Monday, May 05, 2008

An Old Man I Met

The Old Man, a fellow blogger, said to me:

"In my everyday life I have become very private; shy, almost.

"To great measure, I ascribe it to aging. While in my early years, as a boy. true, I was shy--at least in public--I ascribe that to my general insecurity. I overcame that early, however, and learned to enjoy the company of, and conversation with others. (So much so that my daughter says I'm now the only person she knows who passed from insecurity to arrogance without even pausing at confidence.)

"Thus I have determined that my present shyness is not a recidivism to insecurity, but, caused by several factors: (1) it is related to physical deterioration: it is harder to hear; it harder to see. So one tends to 'tune out'...literally.

"(2) Part of my increasing shyness can be ascribed to my daily contact with youth. --who make up half my world, I am aware that in general they don't really want to listen to older people. They are generally too busy re-inventing the wheel to notice that we older folks are sometimes rolling right by them, with an already invented and often more knowledgeable wheel.

"However, I must admit that youth ignoring us older folks is more than often our own fault. Especially when we old folk ramble on about the past; talking endlessly, or at least longer than is necessary, on any and all particular topics.

"Why do we do that? Why are we go garrulous? (1) Because we know so much more than youthful listeners--from reading and living if nothing else; (2) we are so excited to have youthful company, non-aged company that will talk about things other than diet, medicine, death and disease and (3) pure physics: a body in motion tends to stay in motion...once we start talking our mouths and minds don't know how to stop even if we sense that nobody is listening.

"Another reason why old folks increasingly go silent with advancing years is from
(4) pride: knowing (1), (2) and (3) above, and not wanting to make a fool of oneself. So instead of falling into the inevitable garrulous trap, we sit silently around in a crowd, off to a corner, staring about, reading, watching life go by; and saying nothing...for fear of, once starting, saying too much unwanted drivel.
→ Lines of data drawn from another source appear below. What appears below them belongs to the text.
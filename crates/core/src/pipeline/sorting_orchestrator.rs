//! Drives one perception-to-actuation pass per tick and owns the run state.
//!
//! Every stage failure is recovered at tick granularity: the loop keeps
//! going and the troubleshooting indicator carries the latest problem.
use std::collections::HashSet;
use std::time::Instant;

use crate::actuation::actuator_controller::SharedActuator;
use crate::capture::domain::capture_backend::BackendDescriptor;
use crate::capture::frame_source::FrameSource;
use crate::color::domain::color_classifier::ColorClassifier;
use crate::color::domain::color_label::ColorLabel;
use crate::detection::domain::detection::Detection;
use crate::detection::domain::material_detector::MaterialDetector;
use crate::routing::bin_router::SortDecision;
use crate::shared::connection_state::ConnectionState;
use crate::shared::error::SortingError;
use crate::shared::frame::Frame;
use crate::tracking::domain::track::Track;
use crate::tracking::identity_tracker::IdentityTracker;

use super::display_overlay::annotate;
use super::pipeline_logger::PipelineLogger;
use super::run_state::RunState;
use super::sorter_status::{
    arm_text, camera_text, SorterStatus, STATUS_CAMERA_NOT_INITIALIZED,
    STATUS_DETECTOR_NOT_INITIALIZED, STATUS_IDLE, STATUS_NO_FRAME, STATUS_RUNNING,
    STATUS_STOPPED,
};

/// What a single tick did.
#[derive(Clone, Debug, Default, PartialEq)]
pub struct TickReport {
    pub frame_available: bool,
    pub detections: usize,
    pub confirmed_tracks: usize,
    pub sorted: Vec<SortDecision>,
}

pub struct SortingOrchestrator {
    source: Result<FrameSource, String>,
    detector: Option<Box<dyn MaterialDetector>>,
    tracker: IdentityTracker,
    classifier: Box<dyn ColorClassifier>,
    actuator: SharedActuator,
    logger: Box<dyn PipelineLogger>,
    confidence_threshold: f64,
    run_state: RunState,
    status_line: String,
    troubleshooting: String,
    display: Option<Frame>,
    latest_tracks: Vec<Track>,
    sorted_ids: HashSet<u32>,
    pending_unrecognized: Option<Frame>,
    ticks: usize,
}

impl SortingOrchestrator {
    pub fn new(
        source: Result<FrameSource, SortingError>,
        detector: Option<Box<dyn MaterialDetector>>,
        tracker: IdentityTracker,
        classifier: Box<dyn ColorClassifier>,
        actuator: SharedActuator,
        logger: Box<dyn PipelineLogger>,
        confidence_threshold: f64,
    ) -> Self {
        let source = source.map_err(|e| e.to_string());
        let status_line = match (&source, &detector) {
            (Err(_), _) => STATUS_CAMERA_NOT_INITIALIZED,
            (_, None) => STATUS_DETECTOR_NOT_INITIALIZED,
            _ => STATUS_IDLE,
        };
        Self {
            source,
            detector,
            tracker,
            classifier,
            actuator,
            logger,
            confidence_threshold,
            run_state: RunState::Idle,
            status_line: status_line.to_string(),
            troubleshooting: String::new(),
            display: None,
            latest_tracks: Vec::new(),
            sorted_ids: HashSet::new(),
            pending_unrecognized: None,
            ticks: 0,
        }
    }

    pub fn run_state(&self) -> RunState {
        self.run_state
    }

    /// Idle → Sorting. Rejected (state unchanged) without a frame source or
    /// detector, and always once stopped.
    pub fn start(&mut self) -> Result<(), SortingError> {
        match self.run_state {
            RunState::Stopped => return Err(invalid("start", RunState::Stopped)),
            RunState::Sorting => return Ok(()),
            RunState::Idle => {}
        }
        if !matches!(&self.source, Ok(source) if source.is_open()) {
            self.status_line = STATUS_CAMERA_NOT_INITIALIZED.to_string();
            return Err(SortingError::HardwareUnavailable(
                "camera not initialized".to_string(),
            ));
        }
        if self.detector.is_none() {
            self.status_line = STATUS_DETECTOR_NOT_INITIALIZED.to_string();
            return Err(SortingError::DetectionFailure(
                "detector not initialized".to_string(),
            ));
        }

        self.run_state = RunState::Sorting;
        self.status_line = STATUS_RUNNING.to_string();
        self.logger.info("Sorting started");
        Ok(())
    }

    /// Sorting → Idle. The current tick, if any, has already finished.
    pub fn stop(&mut self) -> Result<(), SortingError> {
        match self.run_state {
            RunState::Stopped => Err(invalid("stop", RunState::Stopped)),
            RunState::Idle => Ok(()),
            RunState::Sorting => {
                self.run_state = RunState::Idle;
                self.status_line = STATUS_IDLE.to_string();
                self.logger.info("Sorting stopped");
                Ok(())
            }
        }
    }

    /// Terminal transition: releases the camera and closes the arm.
    pub fn shutdown(&mut self) {
        if self.run_state == RunState::Stopped {
            return;
        }
        self.run_state = RunState::Stopped;
        self.status_line = STATUS_STOPPED.to_string();
        if let Ok(source) = self.source.as_mut() {
            source.release();
        }
        self.actuator
            .lock()
            .unwrap_or_else(|poisoned| poisoned.into_inner())
            .close();
        self.logger.info("Sorter shut down");
        self.logger.summary();
    }

    /// One scheduler tick: Idle refreshes the display, Sorting runs the
    /// full pipeline.
    pub fn tick(&mut self) -> TickReport {
        if self.run_state == RunState::Stopped {
            return TickReport::default();
        }
        self.logger.tick(self.ticks);
        self.ticks += 1;

        let started = Instant::now();
        let frame = match self.source.as_mut() {
            Ok(source) => source.next_frame(),
            Err(_) => {
                self.status_line = STATUS_CAMERA_NOT_INITIALIZED.to_string();
                return TickReport::default();
            }
        };
        self.logger.timing("capture", elapsed_ms(started));

        let Some(frame) = frame else {
            self.status_line = STATUS_NO_FRAME.to_string();
            return TickReport::default();
        };

        match self.run_state {
            RunState::Sorting => {
                self.status_line = STATUS_RUNNING.to_string();
                self.run_pipeline(frame)
            }
            _ => {
                if self.status_line == STATUS_NO_FRAME {
                    self.status_line = STATUS_IDLE.to_string();
                }
                self.display = Some(frame);
                TickReport {
                    frame_available: true,
                    ..TickReport::default()
                }
            }
        }
    }

    fn run_pipeline(&mut self, frame: Frame) -> TickReport {
        let mut report = TickReport {
            frame_available: true,
            ..TickReport::default()
        };

        let Some(detections) = self.detect(&frame) else {
            self.display = Some(frame);
            return report;
        };
        report.detections = detections.len();

        let started = Instant::now();
        let tracks = match self.tracker.update(&detections, &frame) {
            Ok(tracks) => tracks,
            Err(e) => {
                log::warn!("{e}");
                self.troubleshooting = format!("Tracking failed ({e})");
                self.display = Some(self.annotated(frame));
                return report;
            }
        };
        self.logger.timing("track", elapsed_ms(started));
        self.sorted_ids.retain(|id| self.tracker.is_alive(*id));
        report.confirmed_tracks = tracks.len();
        self.logger.metric("confirmed_tracks", tracks.len() as f64);

        self.troubleshooting = if detections.is_empty() {
            "No objects detected".to_string()
        } else if tracks.is_empty() {
            "No objects detected after tracking".to_string()
        } else {
            format!("Detected {} objects", tracks.len())
        };
        self.latest_tracks = tracks;

        let mut ready: Vec<Track> = self
            .latest_tracks
            .iter()
            .filter(|t| t.is_fresh() && !self.sorted_ids.contains(&t.track_id))
            .cloned()
            .collect();
        ready.sort_by_key(|t| t.track_id);
        for track in ready {
            if let Some(decision) = self.sort_track(&track, &frame) {
                self.sorted_ids.insert(track.track_id);
                report.sorted.push(decision);
            }
        }

        self.display = Some(self.annotated(frame));
        report
    }

    /// Runs the detector and applies the confidence cut. `None` means this
    /// tick's detections are discarded.
    fn detect(&mut self, frame: &Frame) -> Option<Vec<Detection>> {
        let detector = self.detector.as_mut()?;
        let started = Instant::now();
        let raw = match detector.detect(frame) {
            Ok(raw) => raw,
            Err(e) => {
                let err = SortingError::DetectionFailure(e.to_string());
                log::warn!("{err}");
                self.troubleshooting = format!("Invalid detection result ({e})");
                return None;
            }
        };
        self.logger.timing("detect", elapsed_ms(started));

        if let Some(reason) = raw.iter().find_map(|d| d.validate().err()) {
            log::warn!("Discarding detections for this tick: {reason}");
            self.troubleshooting = format!("Invalid detection result ({reason})");
            return None;
        }

        let (accepted, rejected): (Vec<Detection>, Vec<Detection>) = raw
            .into_iter()
            .partition(|d| d.confidence >= self.confidence_threshold);
        self.logger.metric("detections", accepted.len() as f64);

        if detector.supports_label_capture() {
            let best_rejected = rejected.iter().max_by(|a, b| {
                a.confidence
                    .partial_cmp(&b.confidence)
                    .unwrap_or(std::cmp::Ordering::Equal)
            });
            if let Some(candidate) = best_rejected {
                let crop = frame.crop(&candidate.bbox);
                if !crop.is_empty() {
                    log::info!(
                        "Unrecognized object pending label (best guess {} at {:.2})",
                        candidate.class_label,
                        candidate.confidence
                    );
                    self.pending_unrecognized = Some(crop);
                }
            }
        }
        Some(accepted)
    }

    fn sort_track(&mut self, track: &Track, frame: &Frame) -> Option<SortDecision> {
        let started = Instant::now();
        let region = frame.crop(&track.bbox);
        let color = if region.is_empty() {
            let err = SortingError::EmptyRegion {
                track_id: track.track_id,
            };
            log::debug!("{err}");
            ColorLabel::Unknown
        } else {
            self.classifier.classify(&region)
        };
        self.logger.timing("classify", elapsed_ms(started));

        let (cx, cy) = track.bbox.center();
        let started = Instant::now();
        let result = self
            .actuator
            .lock()
            .unwrap_or_else(|poisoned| poisoned.into_inner())
            .pick_and_deposit(cx, cy, &track.class_label, color);
        self.logger.timing("actuate", elapsed_ms(started));

        match result {
            Ok(decision) => {
                log::info!(
                    "Track {}: {} {} at ({}, {}) -> bin {}",
                    track.track_id,
                    decision.class_label,
                    decision.color,
                    cx,
                    cy,
                    decision.bin
                );
                Some(decision)
            }
            Err(e) => {
                log::warn!("Track {}: {e}", track.track_id);
                self.troubleshooting = format!("Actuation failed ({e})");
                None
            }
        }
    }

    fn annotated(&self, mut frame: Frame) -> Frame {
        annotate(&mut frame, &self.latest_tracks);
        frame
    }

    /// Switches to another discovered camera.
    pub fn select_camera(&mut self, position: usize) -> Result<ConnectionState, SortingError> {
        if self.run_state == RunState::Stopped {
            return Err(invalid("select a camera", RunState::Stopped));
        }
        let source = self
            .source
            .as_mut()
            .map_err(|e| SortingError::HardwareUnavailable(e.clone()))?;
        source.select(position)
    }

    pub fn cameras(&self) -> Vec<BackendDescriptor> {
        match &self.source {
            Ok(source) => source.available().to_vec(),
            Err(_) => Vec::new(),
        }
    }

    /// Moves the arm by hand. Only allowed while idle.
    pub fn jog(&mut self, x: i32, y: i32, z: i32) -> Result<(), SortingError> {
        if self.run_state != RunState::Idle {
            return Err(invalid("jog the arm", self.run_state));
        }
        self.actuator
            .lock()
            .unwrap_or_else(|poisoned| poisoned.into_inner())
            .move_to(x, y, z)
    }

    /// Hands the pending unrecognized crop and its label to the detector.
    pub fn capture_label(&mut self, label: &str) -> Result<(), SortingError> {
        let detector = self
            .detector
            .as_mut()
            .filter(|d| d.supports_label_capture())
            .ok_or_else(|| {
                SortingError::DetectionFailure("detector does not accept labels".to_string())
            })?;
        let region = self.pending_unrecognized.take().ok_or_else(|| {
            SortingError::DetectionFailure("no unrecognized object pending".to_string())
        })?;
        detector
            .capture_label(&region, label)
            .map_err(|e| SortingError::DetectionFailure(e.to_string()))?;
        self.logger.info(&format!("Captured label '{label}'"));
        Ok(())
    }

    pub fn has_pending_label(&self) -> bool {
        self.pending_unrecognized.is_some()
    }

    pub fn status(&self) -> SorterStatus {
        let camera = match &self.source {
            Ok(source) => camera_text(Ok(source.connection_state())),
            Err(e) => camera_text(Err(e.as_str())),
        };
        let arm = self
            .actuator
            .lock()
            .map(|a| a.connection_state())
            .unwrap_or(ConnectionState::Disconnected);
        SorterStatus {
            run_state: self.run_state,
            camera,
            arm: arm_text(arm),
            status: self.status_line.clone(),
            troubleshooting: self.troubleshooting.clone(),
        }
    }

    /// Latest frame for display, annotated while sorting.
    pub fn display_frame(&self) -> Option<&Frame> {
        self.display.as_ref()
    }

    pub fn latest_tracks(&self) -> &[Track] {
        &self.latest_tracks
    }
}

fn invalid(action: &str, state: RunState) -> SortingError {
    SortingError::InvalidTransition {
        action: action.to_string(),
        state: state.to_string(),
    }
}

fn elapsed_ms(started: Instant) -> f64 {
    started.elapsed().as_secs_f64() * 1000.0
}
/// Multi-object identity tracker.
///
/// Detections are associated to existing tracks by greedy highest-score
/// matching over a pluggable similarity. Tracks start tentative and are
/// exposed only once confirmed; a confirmed track survives up to `max_age`
/// consecutive misses. Identities are never reused.
use std::collections::HashSet;

use crate::detection::domain::detection::Detection;
use crate::shared::config::TrackerConfig;
use crate::shared::error::SortingError;
use crate::shared::frame::Frame;

use super::domain::similarity_scorer::SimilarityScorer;
use super::domain::track::Track;

#[derive(Clone, Debug)]
struct TrackState {
    track: Track,
    confirmed: bool,
    matched: bool,
}

pub struct IdentityTracker {
    tracks: Vec<TrackState>,
    next_id: u32,
    max_age: usize,
    min_hits: usize,
    match_threshold: f64,
    scorer: Box<dyn SimilarityScorer>,
}

impl IdentityTracker {
    pub fn new(
        scorer: Box<dyn SimilarityScorer>,
        max_age: usize,
        min_hits: usize,
        match_threshold: f64,
    ) -> Self {
        Self {
            tracks: Vec::new(),
            next_id: 1,
            max_age,
            min_hits: min_hits.max(1),
            match_threshold,
            scorer,
        }
    }

    pub fn from_config(scorer: Box<dyn SimilarityScorer>, config: &TrackerConfig) -> Self {
        Self::new(scorer, config.max_age, config.min_hits, config.match_threshold)
    }

    /// Advances one tick and returns every confirmed track.
    ///
    /// A scoring error leaves the tracker exactly as it was.
    pub fn update(
        &mut self,
        detections: &[Detection],
        frame: &Frame,
    ) -> Result<Vec<Track>, SortingError> {
        let pairs = self.score_pairs(detections, frame)?;

        for state in &mut self.tracks {
            state.matched = false;
        }
        let num_existing = self.tracks.len();
        let matched_dets = self.apply_matches(&greedy_match(pairs), detections);
        self.age_unmatched_tracks(num_existing);
        self.create_new_tracks(detections, &matched_dets);

        Ok(self.confirmed_tracks())
    }

    /// Whether `track_id` still has a live (tentative or confirmed) track.
    pub fn is_alive(&self, track_id: u32) -> bool {
        self.tracks.iter().any(|s| s.track.track_id == track_id)
    }

    pub fn len(&self) -> usize {
        self.tracks.len()
    }

    pub fn is_empty(&self) -> bool {
        self.tracks.is_empty()
    }

    /// All scores at or above the threshold, computed before any mutation.
    fn score_pairs(
        &mut self,
        detections: &[Detection],
        frame: &Frame,
    ) -> Result<Vec<(usize, usize, f64)>, SortingError> {
        let mut pairs = Vec::new();
        for (ti, state) in self.tracks.iter().enumerate() {
            for (di, det) in detections.iter().enumerate() {
                let score = self
                    .scorer
                    .score(&state.track.bbox, det, frame)
                    .map_err(|e| SortingError::TrackingFailure(e.to_string()))?;
                if !score.is_finite() {
                    return Err(SortingError::TrackingFailure(format!(
                        "non-finite similarity for track {}",
                        state.track.track_id
                    )));
                }
                if score >= self.match_threshold {
                    pairs.push((ti, di, score));
                }
            }
        }
        Ok(pairs)
    }

    fn apply_matches(
        &mut self,
        matches: &[(usize, usize)],
        detections: &[Detection],
    ) -> HashSet<usize> {
        let min_hits = self.min_hits;
        let mut matched_dets = HashSet::new();
        for &(ti, di) in matches {
            let det = &detections[di];
            let state = &mut self.tracks[ti];
            state.track.bbox = det.bbox;
            state.track.class_label = det.class_label.clone();
            state.track.hit_count += 1;
            state.track.miss_count = 0;
            state.matched = true;
            if state.track.hit_count >= min_hits {
                state.confirmed = true;
            }
            matched_dets.insert(di);
        }
        matched_dets
    }

    /// Confirmed tracks coast on a miss; tentative ones are dropped.
    fn age_unmatched_tracks(&mut self, num_existing: usize) {
        for state in self.tracks.iter_mut().take(num_existing) {
            if !state.matched {
                state.track.miss_count += 1;
                state.track.hit_count = 0;
            }
        }
        let max_age = self.max_age;
        self.tracks.retain(|s| {
            if s.matched {
                true
            } else {
                s.confirmed && s.track.miss_count <= max_age
            }
        });
    }

    fn create_new_tracks(&mut self, detections: &[Detection], matched: &HashSet<usize>) {
        for (di, det) in detections.iter().enumerate() {
            if matched.contains(&di) {
                continue;
            }
            self.tracks.push(TrackState {
                track: Track {
                    track_id: self.next_id,
                    class_label: det.class_label.clone(),
                    bbox: det.bbox,
                    hit_count: 1,
                    miss_count: 0,
                },
                confirmed: self.min_hits <= 1,
                matched: true,
            });
            self.next_id += 1;
        }
    }

    fn confirmed_tracks(&self) -> Vec<Track> {
        self.tracks
            .iter()
            .filter(|s| s.confirmed)
            .map(|s| s.track.clone())
            .collect()
    }
}

/// Greedy matching: pairs sorted by descending score, each track and
/// detection used at most once.
fn greedy_match(mut pairs: Vec<(usize, usize, f64)>) -> Vec<(usize, usize)> {
    pairs.sort_by(|a, b| b.2.partial_cmp(&a.2).unwrap_or(std::cmp::Ordering::Equal));

    let mut used_tracks = HashSet::new();
    let mut used_dets = HashSet::new();
    let mut matches = Vec::new();
    for (ti, di, _) in pairs {
        if !used_tracks.contains(&ti) && !used_dets.contains(&di) {
            used_tracks.insert(ti);
            used_dets.insert(di);
            matches.push((ti, di));
        }
    }
    matches
}

#[cfg(test)]
mod tests {
    use super::*;
    use crate::shared::bounding_box::BoundingBox;
    use crate::tracking::infrastructure::iou_scorer::IouScorer;

    fn frame() -> Frame {
        Frame::new(vec![0u8; 200 * 200 * 3], 200, 200, 3, 0)
    }

    fn det(x1: i32, y1: i32, x2: i32, y2: i32) -> Detection {
        Detection::new("PET", 0.9, BoundingBox::new(x1, y1, x2, y2))
    }

    fn tracker(max_age: usize, min_hits: usize) -> IdentityTracker {
        IdentityTracker::new(Box::new(IouScorer::new()), max_age, min_hits, 0.3)
    }

    struct FailingScorer;

    impl SimilarityScorer for FailingScorer {
        fn score(
            &mut self,
            _track_box: &BoundingBox,
            _detection: &Detection,
            _frame: &Frame,
        ) -> Result<f64, Box<dyn std::error::Error>> {
            Err("embedding backend offline".into())
        }
    }

    #[test]
    fn test_track_confirmed_after_min_hits() {
        let mut t = tracker(30, 3);
        let f = frame();
        assert!(t.update(&[det(10, 10, 60, 60)], &f).unwrap().is_empty());
        assert!(t.update(&[det(12, 10, 62, 60)], &f).unwrap().is_empty());
        let tracks = t.update(&[det(14, 10, 64, 60)], &f).unwrap();
        assert_eq!(tracks.len(), 1);
        assert_eq!(tracks[0].track_id, 1);
        assert_eq!(tracks[0].hit_count, 3);
        assert_eq!(tracks[0].bbox, BoundingBox::new(14, 10, 64, 60));
    }

    #[test]
    fn test_identity_stable_across_ticks() {
        let mut t = tracker(30, 1);
        let f = frame();
        let first = t.update(&[det(10, 10, 60, 60), det(120, 120, 170, 170)], &f).unwrap();
        let second = t.update(&[det(122, 121, 172, 171), det(11, 11, 61, 61)], &f).unwrap();

        let id_of = |tracks: &[Track], x: i32| {
            tracks.iter().find(|tr| (tr.bbox.x1 - x).abs() < 5).unwrap().track_id
        };
        assert_eq!(id_of(&first, 10), id_of(&second, 11));
        assert_eq!(id_of(&first, 120), id_of(&second, 122));
    }

    #[test]
    fn test_confirmed_track_evicted_after_max_age() {
        let mut t = tracker(2, 1);
        let f = frame();
        t.update(&[det(10, 10, 60, 60)], &f).unwrap();

        // Misses 1 and 2 keep the track coasting.
        for expected_miss in 1..=2 {
            let tracks = t.update(&[], &f).unwrap();
            assert_eq!(tracks.len(), 1);
            assert_eq!(tracks[0].miss_count, expected_miss);
            assert!(!tracks[0].is_fresh());
        }
        // Miss 3 exceeds max_age.
        assert!(t.update(&[], &f).unwrap().is_empty());
        assert!(!t.is_alive(1));
    }

    #[test]
    fn test_evicted_identity_is_not_reused() {
        let mut t = tracker(0, 1);
        let f = frame();
        t.update(&[det(10, 10, 60, 60)], &f).unwrap();
        t.update(&[], &f).unwrap();
        let tracks = t.update(&[det(10, 10, 60, 60)], &f).unwrap();
        assert_eq!(tracks[0].track_id, 2);
    }

    #[test]
    fn test_tentative_track_dropped_on_miss() {
        let mut t = tracker(30, 3);
        let f = frame();
        t.update(&[det(10, 10, 60, 60)], &f).unwrap();
        assert!(t.is_alive(1));
        t.update(&[], &f).unwrap();
        assert!(!t.is_alive(1));
        assert!(t.is_empty());
    }

    #[test]
    fn test_scoring_error_keeps_prior_state() {
        let mut t = tracker(30, 1);
        let f = frame();
        t.update(&[det(10, 10, 60, 60)], &f).unwrap();

        t.scorer = Box::new(FailingScorer);
        let err = t.update(&[det(12, 12, 62, 62)], &f).unwrap_err();
        assert!(matches!(err, SortingError::TrackingFailure(_)));
        assert_eq!(t.len(), 1);
        assert_eq!(t.tracks[0].track.bbox, BoundingBox::new(10, 10, 60, 60));
        assert_eq!(t.tracks[0].track.miss_count, 0);
    }

    #[test]
    fn test_greedy_prefers_highest_score() {
        let matches = greedy_match(vec![(0, 0, 0.4), (0, 1, 0.9), (1, 1, 0.8), (1, 0, 0.5)]);
        assert_eq!(matches, vec![(0, 1), (1, 0)]);
    }

    #[test]
    fn test_low_overlap_spawns_new_identity() {
        let mut t = tracker(30, 1);
        let f = frame();
        t.update(&[det(10, 10, 60, 60)], &f).unwrap();
        let tracks = t.update(&[det(100, 100, 150, 150)], &f).unwrap();
        let ids: Vec<u32> = tracks.iter().map(|tr| tr.track_id).collect();
        assert!(ids.contains(&1));
        assert!(ids.contains(&2));
    }
}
"However, there is a final reason, number (5), although I hesitate to admit this: I really don't care to talk to most people. I know I'm right; and I no longer need conversation to prove it to myself.

"I have long passed that argumentative phase of life, where I need everyone to know my insights are correct, and, if adopted, beneficial to the world.

"With age has come wisdom, and certitude. Life has been my lab; and the evidence to support my truth is in. And even if my certainty were to be shared with others,I don't think major change is very likely. And even if major change were to result from my insights, that positive change would probably have little resonance/benefit in my ever shortening future life. So for all the above reasons, I don't feel like talking very much these days.

"So I sit quietly in public, day-dream, ruminate, then, return home, I write my blog thoughts to no one in particular, content with the knowledge that (1) I am absolutely right, (2) I have wonderful ideas, (3) those ideas are getting better and more refined with advancing age, and (4) I have no need to share/hone those certainties in open discussion by others.

"God was probably in a similarly bored and lonely state of mind when he created Man."